Modern trade returns to growth in China
Kantar Worldpanel, the global leader in consumer panels, reports that FMCG spending in China grew in the second quarter of 2016 by 4.6% year on year. This is faster than the 2.0% growth rate reported in the first quarter of 2016.
Modern trade (including hypermarkets, supermarkets and convenience stores) showed similar improvements. Modern trade experienced 1.4% positive growth in the second quarter of 2016, compared to a decline of -0.5% in the first quarter. The growth of modern trade was most prominent in county level cities and their surrounding urbanised counties – where growth rates were 2.0% and 3.9% respectively. From a regional perspective, modern trade performed much better in the East and West than South and North regions. The East region grew at 2.8% - helped by strong performance of Sun-Art Group and Wal-Mart Group - while the West region grew at 3.6% driven by Wal-Mart Group and Yonghui Group.
International retailers suffer from continuous share drop
The performance of Wal-Mart Group has been relatively stable in 2016, gaining 0.3 share points year on year in the latest quarter. However, other international retailers such as Carrefour, Tesco and Lotus have suffered from continued share erosion. This has resulted in the overall poor performance of international retailers.
Sun-Art Group and Yonghui lead the growth of Chinese players. Sun-Art Group managed to grow its shopper base through the continued development of its existing stores and the incremental opening of new ones . The growth of Sun-Art Group was most marked in the competitive East region market; where its share increased from 13.5% in the second quarter of 2015 to 16.0% in the latest quarter, which has widened its leadership over competitors.

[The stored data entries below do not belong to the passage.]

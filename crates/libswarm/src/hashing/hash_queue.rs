use std::{
    collections::{HashSet, VecDeque},
    sync::Arc,
    thread::JoinHandle,
    time::Duration,
};

use parking_lot::{Condvar, Mutex};
use swarm_core::hash_id::Id20;
use tokio::sync::Notify;
use tracing::{debug, error_span, trace};

use crate::{
    error::{Error, Result},
    storage::ChunkHandle,
};

use super::{
    DownloadId,
    hash_check_queue::{HashCheckQueue, HashEntry},
    hash_chunk::HashChunk,
};

// Bytes hashed per step on the worker.
const HASH_STEP: u32 = 1 << 20;

/// A hashed (or canceled) chunk, back on the network thread.
#[derive(Debug)]
pub struct HashDone {
    pub id: DownloadId,
    pub index: u32,
    pub handle: ChunkHandle,
    /// `None` when the hash was canceled with [`HashQueue::remove`].
    pub digest: Option<Id20>,
}

struct Shared {
    check: HashCheckQueue,
    done: Mutex<VecDeque<HashDone>>,
    done_cond: Condvar,
    notify: Notify,
}

/// Hashes chunks on a dedicated thread.
///
/// Results pile up until the network thread collects them with
/// [`HashQueue::work`] or [`HashQueue::work_for`]; [`HashQueue::notify`]
/// fires whenever a new one lands.
pub struct HashQueue {
    shared: Arc<Shared>,
    pending: Mutex<HashSet<(DownloadId, u32)>>,
    worker: Option<JoinHandle<()>>,
}

impl HashQueue {
    pub fn new() -> Result<Self> {
        let shared = Arc::new(Shared {
            check: HashCheckQueue::default(),
            done: Mutex::new(VecDeque::new()),
            done_cond: Condvar::new(),
            notify: Notify::new(),
        });
        let worker = {
            let shared = shared.clone();
            std::thread::Builder::new()
                .name("hash-worker".to_owned())
                .spawn(move || error_span!("hash_worker").in_scope(|| run_worker(&shared)))
                .map_err(Error::SpawnWorker)?
        };
        Ok(Self {
            shared,
            pending: Mutex::new(HashSet::new()),
            worker: Some(worker),
        })
    }

    /// Signaled every time a result is ready.
    pub fn notify(&self) -> &Notify {
        &self.shared.notify
    }

    /// Chunks queued or being hashed.
    pub fn len(&self) -> usize {
        self.pending.lock().len()
    }

    pub fn is_empty(&self) -> bool {
        self.len() == 0
    }

    pub fn is_queued(&self, id: DownloadId, index: u32) -> bool {
        self.pending.lock().contains(&(id, index))
    }

    /// Queue a blocking handle for hashing.
    pub fn push_back(&self, id: DownloadId, handle: ChunkHandle) -> Result<()> {
        let index = handle.index();
        let mut pending = self.pending.lock();
        if pending.contains(&(id, index)) {
            return Err(Error::BugAlreadyHashing(index));
        }
        let chunk = HashChunk::new(handle)?;
        pending.insert((id, index));
        self.shared.check.push_back(HashEntry { id, chunk });
        trace!(id, index, "queued chunk for hashing");
        Ok(())
    }

    /// Every result ready so far.
    pub fn work(&self) -> Vec<HashDone> {
        let done: Vec<HashDone> = self.shared.done.lock().drain(..).collect();
        let mut pending = self.pending.lock();
        for d in done.iter() {
            pending.remove(&(d.id, d.index));
        }
        done
    }

    /// Results ready for one download, the rest stay queued.
    pub fn work_for(&self, id: DownloadId) -> Vec<HashDone> {
        let mut g = self.shared.done.lock();
        let (mine, rest): (VecDeque<_>, VecDeque<_>) = g.drain(..).partition(|d| d.id == id);
        *g = rest;
        drop(g);
        let mut pending = self.pending.lock();
        for d in mine.iter() {
            pending.remove(&(d.id, d.index));
        }
        mine.into()
    }

    /// Cancel hashing a chunk and get its handle back, with no digest.
    ///
    /// If the worker already started on it this waits for it to finish.
    pub fn remove(&self, id: DownloadId, index: u32) -> Result<Option<HashDone>> {
        if !self.pending.lock().remove(&(id, index)) {
            return Ok(None);
        }
        if let Some(chunk) = self.shared.check.remove(id, index) {
            trace!(id, index, "canceled queued hash");
            return Ok(Some(HashDone {
                id,
                index,
                handle: chunk.into_handle(),
                digest: None,
            }));
        }

        let mut done = self.shared.done.lock();
        loop {
            if let Some(pos) = done.iter().position(|d| d.id == id && d.index == index) {
                let mut d = done.remove(pos).ok_or(Error::Internal("hash result vanished"))?;
                d.digest = None;
                trace!(id, index, "canceled running hash");
                return Ok(Some(d));
            }
            if self.worker.as_ref().is_none_or(|w| w.is_finished()) {
                return Err(Error::HashWorkerGone);
            }
            self.shared
                .done_cond
                .wait_for(&mut done, Duration::from_millis(10));
        }
    }

    /// Cancel everything queued for a download.
    pub fn remove_all(&self, id: DownloadId) -> Result<Vec<HashDone>> {
        let indices: Vec<u32> = self
            .pending
            .lock()
            .iter()
            .filter(|(i, _)| *i == id)
            .map(|(_, index)| *index)
            .collect();
        let mut removed = Vec::with_capacity(indices.len());
        for index in indices {
            removed.extend(self.remove(id, index)?);
        }
        Ok(removed)
    }
}

impl Drop for HashQueue {
    fn drop(&mut self) {
        self.shared.check.shutdown();
        if let Some(w) = self.worker.take() {
            if w.join().is_err() {
                debug!("hash worker panicked");
            }
        }
    }
}

fn run_worker(shared: &Shared) {
    debug!("started");
    while let Some(HashEntry { id, mut chunk }) = shared.check.pop() {
        let index = chunk.index();
        while !chunk.perform(HASH_STEP, true) {}
        let (handle, digest) = chunk.finish();
        trace!(id, index, %digest, "hashed chunk");
        shared.done.lock().push_back(HashDone {
            id,
            index,
            handle,
            digest: Some(digest),
        });
        shared.done_cond.notify_all();
        shared.notify.notify_one();
    }
    debug!("stopped");
}

#[cfg(test)]
mod tests {
    use std::sync::Arc;

    use sha1w::{ISha1, Sha1};
    use swarm_core::lengths::Lengths;

    use super::*;
    use crate::{
        clock::Timestamp,
        storage::{ChunkList, ChunkManager, GetFlags, InMemoryStorage},
    };

    fn list(content: &[u8], chunk_len: u32) -> ChunkList {
        let lengths = Lengths::new(content.len() as u64, chunk_len, Some(chunk_len)).unwrap();
        let storage = Arc::new(InMemoryStorage::with_content(lengths, content).unwrap());
        ChunkList::new(storage, Arc::new(ChunkManager::default()))
    }

    fn wait_for(q: &HashQueue, id: DownloadId, count: usize) -> Vec<HashDone> {
        let mut done = Vec::new();
        for _ in 0..500 {
            done.extend(q.work_for(id));
            if done.len() >= count {
                break;
            }
            std::thread::sleep(Duration::from_millis(10));
        }
        done
    }

    #[test]
    fn test_hash_chunks() {
        let content: Vec<u8> = (0..64u8).collect();
        let mut cl = list(&content, 16);
        let q = HashQueue::new().unwrap();
        for index in 0..4 {
            let h = cl.get(index, GetFlags::BLOCKING, Timestamp::default()).unwrap();
            q.push_back(7, h).unwrap();
        }

        let mut done = wait_for(&q, 7, 4);
        assert_eq!(done.len(), 4);
        assert!(q.is_empty());
        done.sort_by_key(|d| d.index);
        for d in done {
            let start = d.index as usize * 16;
            let expected = Id20::new(Sha1::digest([&content[start..start + 16]]));
            assert_eq!(d.digest, Some(expected));
            cl.release(d.handle).unwrap();
        }
    }

    #[test]
    fn test_duplicate_push() {
        let mut cl = list(&[0u8; 32], 16);
        let q = HashQueue::new().unwrap();
        let a = cl.get(0, GetFlags::BLOCKING, Timestamp::default()).unwrap();
        let b = cl.get(0, GetFlags::BLOCKING, Timestamp::default()).unwrap();
        q.push_back(1, a).unwrap();
        assert!(matches!(q.push_back(1, b), Err(Error::BugAlreadyHashing(0))));
    }

    #[test]
    fn test_remove_returns_handle_without_digest() {
        let mut cl = list(&[9u8; 64], 16);
        let q = HashQueue::new().unwrap();
        for index in 0..4 {
            let h = cl.get(index, GetFlags::BLOCKING, Timestamp::default()).unwrap();
            q.push_back(3, h).unwrap();
        }
        // Whether it was still queued or already running, it comes back
        // canceled.
        let removed = q.remove(3, 2).unwrap().unwrap();
        assert_eq!(removed.index, 2);
        assert_eq!(removed.digest, None);
        assert!(!q.is_queued(3, 2));
        assert!(q.remove(3, 2).unwrap().is_none());
        cl.release(removed.handle).unwrap();

        let rest = wait_for(&q, 3, 3);
        assert_eq!(rest.len(), 3);
        assert!(rest.iter().all(|d| d.index != 2 && d.digest.is_some()));
        for d in rest {
            cl.release(d.handle).unwrap();
        }
    }

    #[test]
    fn test_remove_waits_for_running_hash() {
        const LEN: u32 = 16 << 20;
        let content = vec![3u8; LEN as usize];
        let mut cl = list(&content, LEN);
        let q = HashQueue::new().unwrap();
        q.push_back(5, cl.get(0, GetFlags::BLOCKING, Timestamp::default()).unwrap())
            .unwrap();

        let deadline = std::time::Instant::now() + Duration::from_secs(5);
        while q.shared.check.is_waiting(5, 0) && std::time::Instant::now() < deadline {
            std::thread::yield_now();
        }
        // Picked up by the worker, not hashed yet.
        assert!(!q.shared.check.is_waiting(5, 0));
        assert!(q.shared.done.lock().is_empty());
        assert!(q.is_queued(5, 0));

        let removed = q.remove(5, 0).unwrap().unwrap();
        assert_eq!(removed.index, 0);
        assert_eq!(removed.digest, None);
        assert!(q.is_empty());
        assert!(q.shared.done.lock().is_empty());
        assert!(q.work_for(5).is_empty());
        cl.release(removed.handle).unwrap();
    }

    #[tokio::test]
    async fn test_notified_when_done() {
        let mut cl = list(&[5u8; 16], 16);
        let q = HashQueue::new().unwrap();
        q.push_back(4, cl.get(0, GetFlags::BLOCKING, Timestamp::default()).unwrap())
            .unwrap();
        tokio::time::timeout(Duration::from_secs(5), q.notify().notified())
            .await
            .unwrap();
        let done = q.work();
        assert_eq!(done.len(), 1);
        cl.release(done.into_iter().next().unwrap().handle).unwrap();
    }

    #[test]
    fn test_work_for_keeps_other_downloads() {
        let mut a = list(&[1u8; 16], 16);
        let mut b = list(&[2u8; 16], 16);
        let q = HashQueue::new().unwrap();
        q.push_back(1, a.get(0, GetFlags::BLOCKING, Timestamp::default()).unwrap())
            .unwrap();
        q.push_back(2, b.get(0, GetFlags::BLOCKING, Timestamp::default()).unwrap())
            .unwrap();

        let first = wait_for(&q, 1, 1);
        assert_eq!(first.len(), 1);
        assert!(q.is_queued(2, 0));
        let second = wait_for(&q, 2, 1);
        assert_eq!(second.len(), 1);
        a.release(first.into_iter().next().unwrap().handle).unwrap();
        b.release(second.into_iter().next().unwrap().handle).unwrap();
    }
}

Yonghui consolidates its position as a top five national retailer: Yonghui continues to perform well in 2016. It has maintained a fast pace of growth in both penetration and basket size. This has enabled Yonghui to maintain its share lead on Lianhua Group in the second quarter, after first overtaking it in the first quarter of 2016. Despite this strong performance, Yonghui still faces challenges in the East region. The strong growth of Sun-Art Group, and Wal-Mart’s gradually recovery, have meant that Yonghui’s acquisition of Lianhua has yet to see any sustained effects.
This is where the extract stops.